Beneath this task are records; print exactly the stretch of them from the line with "assert_eq!(first_tail, data.lock().len());" through the line with "assert!(ws.data_tail() > first_tail);", both ends included.

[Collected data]
####################
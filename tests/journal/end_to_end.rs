//! Commit cycles through the public API

use crate::common::*;
use statejournal::prelude::*;

#[test]
fn commit_then_modify_then_commit() {
    init_tracing();
    let ws = Workspace::new();
    let dict = ws.create_object::<DurableDict>().unwrap();
    dict.write().set(10, 100).unwrap();
    dict.write().set(20, 200).unwrap();

    let ctx = ws.commit().unwrap();
    assert_eq!(ctx.epoch_seq, 1);
    assert_eq!(ws.dirty_count(), 0);
    assert_eq!(dict.read().state(), DurableObjectState::Clean);
    assert_eq!(dict.read().get(10).unwrap(), Some(&Value::Int(100)));
    assert_eq!(dict.read().get(20).unwrap(), Some(&Value::Int(200)));

    dict.write().set(10, 999).unwrap();
    assert_eq!(dict.read().state(), DurableObjectState::PersistentDirty);
    assert_eq!(ws.dirty_count(), 1);

    ws.commit().unwrap();
    assert_eq!(ws.epoch_seq(), 2);
    assert_eq!(dict.read().get(10).unwrap(), Some(&Value::Int(999)));
    assert_eq!(dict.read().state(), DurableObjectState::Clean);
}

#[test]
fn watermarks_advance_together() {
    let (data, meta) = fresh_logs();
    let ws = journal(&data, &meta);
    let dict = committed_dict(&ws, &[(1, 1)]);
    let first_tail = ws.data_tail();
    let first_index = ws.version_index_ptr();
    assert_eq!(first_tail, data.lock().len());
    assert!(first_index > 0 && first_index < first_tail);

    // Nothing dirty: the epoch moves, the log positions do not
    ws.commit().unwrap();
    assert_eq!(ws.epoch_seq(), 2);
    assert_eq!(ws.data_tail(), first_tail);
    assert_eq!(ws.version_index_ptr(), first_index);

    dict.write().set(2, 2).unwrap();
    ws.commit().unwrap();
    assert!(ws.data_tail() > first_tail);
    assert!(ws.version_index_ptr() > first_index);
    assert_eq!(meta.lock().frames().count(), 3);
}

#[test]
fn tombstones_and_nulls_survive_commit() {
    let ws = Workspace::new();
    let dict = committed_dict(&ws, &[(1, 1), (2, 2)]);

    {
        let mut guard = dict.write();
        assert!(guard.remove(1).unwrap());
        assert!(!guard.remove(7).unwrap());
        guard.set_null(2).unwrap();
    }
    ws.commit().unwrap();

    let guard = dict.read();
    assert_eq!(guard.get(1).unwrap(), None);
    assert_eq!(guard.get(2).unwrap(), Some(&Value::Null));
    assert_eq!(guard.len().unwrap(), 1);
}

#[test]
fn discarded_new_object_never_reaches_the_log() {
    let (data, meta) = fresh_logs();
    let ws = journal(&data, &meta);
    let dict = ws.create_object::<DurableDict>().unwrap();
    dict.write().set(1, 1).unwrap();
    dict.write().discard_changes();
    assert_eq!(dict.read().state(), DurableObjectState::Detached);
    assert!(dict.read().get(1).unwrap_err().is_detached());

    let ctx = ws.commit().unwrap();
    assert!(ctx.written_records.is_empty());
    assert_eq!(data.lock().len(), statejournal::storage::LOG_HEADER_SIZE);
}

#[test]
fn object_references_round_trip() {
    let ws = Workspace::new();
    let child = committed_dict(&ws, &[(1, 1)]);
    let child_id = child.read().object_id();

    let parent = ws.create_object::<DurableDict>().unwrap();
    parent.write().set(0, child_id).unwrap();
    ws.commit().unwrap();

    let target = parent.read().get(0).unwrap().and_then(Value::as_obj_ref);
    assert_eq!(target, Some(child_id));
    let resolved = ws.load_object::<DurableDict>(child_id).unwrap();
    assert!(std::sync::Arc::ptr_eq(&resolved, &child));
}
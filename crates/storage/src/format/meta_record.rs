//! Meta commit record
//!
//! The last frame of every commit. Recovery locates the newest meta record
//! whose `data_tail` fits inside the log and restores the workspace from it.
//!
//! ```text
//! EpochSeq:         varuint
//! RootObjectId:     varuint
//! VersionIndexPtr:  u64 LE
//! DataTail:         u64 LE
//! NextObjectId:     varuint
//! ```

use byteorder::{ByteOrder, LittleEndian, WriteBytesExt};
use serde::{Deserialize, Serialize};
use statejournal_core::varint::{read_varuint, write_varuint};
use statejournal_core::{Error, ObjectId, Result};
use std::io::Write;

const RECORD: &str = "MetaCommitRecord";

/// Commit point of one epoch
#[derive(Debug, Clone, Copy, PartialEq, Eq, Serialize, Deserialize)]
pub struct MetaCommitRecord {
    /// Epoch this record closes
    pub epoch_seq: u64,
    /// Root object of the workspace (stored as 0 when unset)
    pub root_object_id: Option<ObjectId>,
    /// Log position of the version index written by this commit
    pub version_index_ptr: u64,
    /// Log length after the data written by this commit
    pub data_tail: u64,
    /// Next id the allocator will hand out
    pub next_object_id: ObjectId,
}

impl MetaCommitRecord {
    /// Serialize the record body
    pub fn write_to<W: Write + ?Sized>(&self, out: &mut W) -> Result<usize> {
        let mut n = write_varuint(out, self.epoch_seq)?;
        n += write_varuint(out, self.root_object_id.map_or(0, ObjectId::get))?;
        out.write_u64::<LittleEndian>(self.version_index_ptr)?;
        out.write_u64::<LittleEndian>(self.data_tail)?;
        n += 16;
        n += write_varuint(out, self.next_object_id.get())?;
        Ok(n)
    }

    /// Encode into a fresh buffer
    pub fn encode(&self) -> Result<Vec<u8>> {
        let mut buf = Vec::with_capacity(32);
        self.write_to(&mut buf)?;
        Ok(buf)
    }

    /// Parse a record body
    pub fn parse(payload: &[u8]) -> Result<Self> {
        let mut cursor = payload;
        let epoch_seq = take_varuint(&mut cursor, "EpochSeq")?;
        let root_raw = take_varuint(&mut cursor, "RootObjectId")?;
        let root_object_id = (root_raw != 0).then(|| ObjectId::new(root_raw));
        let version_index_ptr = take_u64(&mut cursor, "VersionIndexPtr")?;
        let data_tail = take_u64(&mut cursor, "DataTail")?;
        let next_object_id = ObjectId::new(take_varuint(&mut cursor, "NextObjectId")?);
        Ok(Self {
            epoch_seq,
            root_object_id,
            version_index_ptr,
            data_tail,
            next_object_id,
        })
    }
}

fn take_varuint(cursor: &mut &[u8], field: &'static str) -> Result<u64> {
    let bytes: &[u8] = *cursor;
    let (value, consumed) = read_varuint(bytes).map_err(|e| match e {
        Error::VarIntDecode(_) => Error::RecordTruncated { record: RECORD, field },
        other => other,
    })?;
    *cursor = &bytes[consumed..];
    Ok(value)
}

fn take_u64(cursor: &mut &[u8], field: &'static str) -> Result<u64> {
    let bytes: &[u8] = *cursor;
    if bytes.len() < 8 {
        return Err(Error::RecordTruncated { record: RECORD, field });
    }
    let value = LittleEndian::read_u64(&bytes[..8]);
    *cursor = &bytes[8..];
    Ok(value)
}

#[cfg(test)]
mod tests {
    use super::*;

    fn sample() -> MetaCommitRecord {
        MetaCommitRecord {
            epoch_seq: 3,
            root_object_id: Some(ObjectId::new(16)),
            version_index_ptr: 0x200,
            data_tail: 0x240,
            next_object_id: ObjectId::new(20),
        }
    }

    #[test]
    fn test_roundtrip() {
        let record = sample();
        let bytes = record.encode().unwrap();
        assert_eq!(bytes.len(), 1 + 1 + 8 + 8 + 1);
        assert_eq!(MetaCommitRecord::parse(&bytes).unwrap(), record);
    }

    #[test]
    fn test_unset_root_is_zero() {
        let record = MetaCommitRecord {
            root_object_id: None,
            ..sample()
        };
        let bytes = record.encode().unwrap();
        assert_eq!(bytes[1], 0x00);
        assert_eq!(MetaCommitRecord::parse(&bytes).unwrap().root_object_id, None);
    }

    #[test]
    fn test_truncation_names_field() {
        let bytes = sample().encode().unwrap();
        let err = MetaCommitRecord::parse(&bytes[..bytes.len() - 1]).unwrap_err();
        assert!(err.to_string().contains("NextObjectId"));

        let err = MetaCommitRecord::parse(&bytes[..5]).unwrap_err();
        assert!(err.to_string().contains("VersionIndexPtr"));

        let err = MetaCommitRecord::parse(&[]).unwrap_err();
        assert!(err.to_string().contains("EpochSeq"));
    }
}
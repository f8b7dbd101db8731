//! Version index: ObjectId → position of the object's latest version
//!
//! Stored as an ordinary [`DurableDict`] under the well-known id 0 whose
//! values are all `Ptr64`. Each commit that writes objects also writes the
//! index's own diff; the position of that frame is the VersionIndexPtr.

use crate::object::{DurableDict, DurableObject};
use statejournal_core::{Error, ObjectId, Result, Value};
use std::collections::BTreeMap;
use std::io::Write;

/// Latest-version pointers of every committed object
#[derive(Debug)]
pub struct VersionIndex {
    dict: DurableDict,
}

impl VersionIndex {
    /// Empty index of a fresh journal
    pub fn new() -> Self {
        Self::from_committed(BTreeMap::new())
    }

    /// Index restored from a materialized map
    pub fn from_committed(committed: BTreeMap<u64, Value>) -> Self {
        Self {
            dict: DurableDict::from_committed(ObjectId::VERSION_INDEX, committed),
        }
    }

    /// Latest version position of `object_id`
    pub fn get(&self, object_id: ObjectId) -> Result<Option<u64>> {
        match self.dict.get(object_id.get())? {
            None => Ok(None),
            Some(Value::Ptr64(ptr)) => Ok(Some(*ptr)),
            Some(other) => Err(Error::Internal(format!(
                "version index entry for {} holds {} instead of Ptr64",
                object_id,
                other.type_name()
            ))),
        }
    }

    /// Stage a new latest version for `object_id`
    pub fn stage(&mut self, object_id: ObjectId, position: u64) -> Result<()> {
        self.dict.set(object_id.get(), Value::Ptr64(position))
    }

    /// Whether positions are staged
    pub fn has_changes(&self) -> Result<bool> {
        self.dict.has_changes()
    }

    /// Diff of the staged positions
    pub fn write_pending_diff(&self, out: &mut dyn Write) -> Result<()> {
        self.dict.write_pending_diff(out)
    }

    /// Make staged positions committed
    pub fn on_commit_succeeded(&mut self) -> Result<()> {
        self.dict.on_commit_succeeded()
    }

    /// Drop staged positions
    pub fn discard_changes(&mut self) {
        self.dict.discard_changes();
    }

    /// Number of indexed objects
    pub fn len(&self) -> Result<usize> {
        self.dict.len()
    }

    /// True if no object is indexed
    pub fn is_empty(&self) -> Result<bool> {
        self.dict.is_empty()
    }

    /// One past the largest indexed id, never below the first user id
    pub fn compute_next_object_id(&self) -> Result<ObjectId> {
        let max = self.dict.keys()?.last().copied();
        match max {
            Some(id) if id >= ObjectId::FIRST_USER.get() => {
                ObjectId::new(id)
                    .checked_next()
                    .ok_or_else(|| Error::DiffPayloadFormat {
                        message: format!("version index holds object id {}, past the id space", id),
                    })
            }
            _ => Ok(ObjectId::FIRST_USER),
        }
    }
}

impl Default for VersionIndex {
    fn default() -> Self {
        Self::new()
    }
}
####################
▶ Answer to this problem:
    assert_eq!(first_tail, data.lock().len());
    assert!(first_index > 0 && first_index < first_tail);

    // Nothing dirty: the epoch moves, the log positions do not
    ws.commit().unwrap();
    assert_eq!(ws.epoch_seq(), 2);
    assert_eq!(ws.data_tail(), first_tail);
    assert_eq!(ws.version_index_ptr(), first_index);

    dict.write().set(2, 2).unwrap();
    ws.commit().unwrap();
    assert!(ws.data_tail() > first_tail);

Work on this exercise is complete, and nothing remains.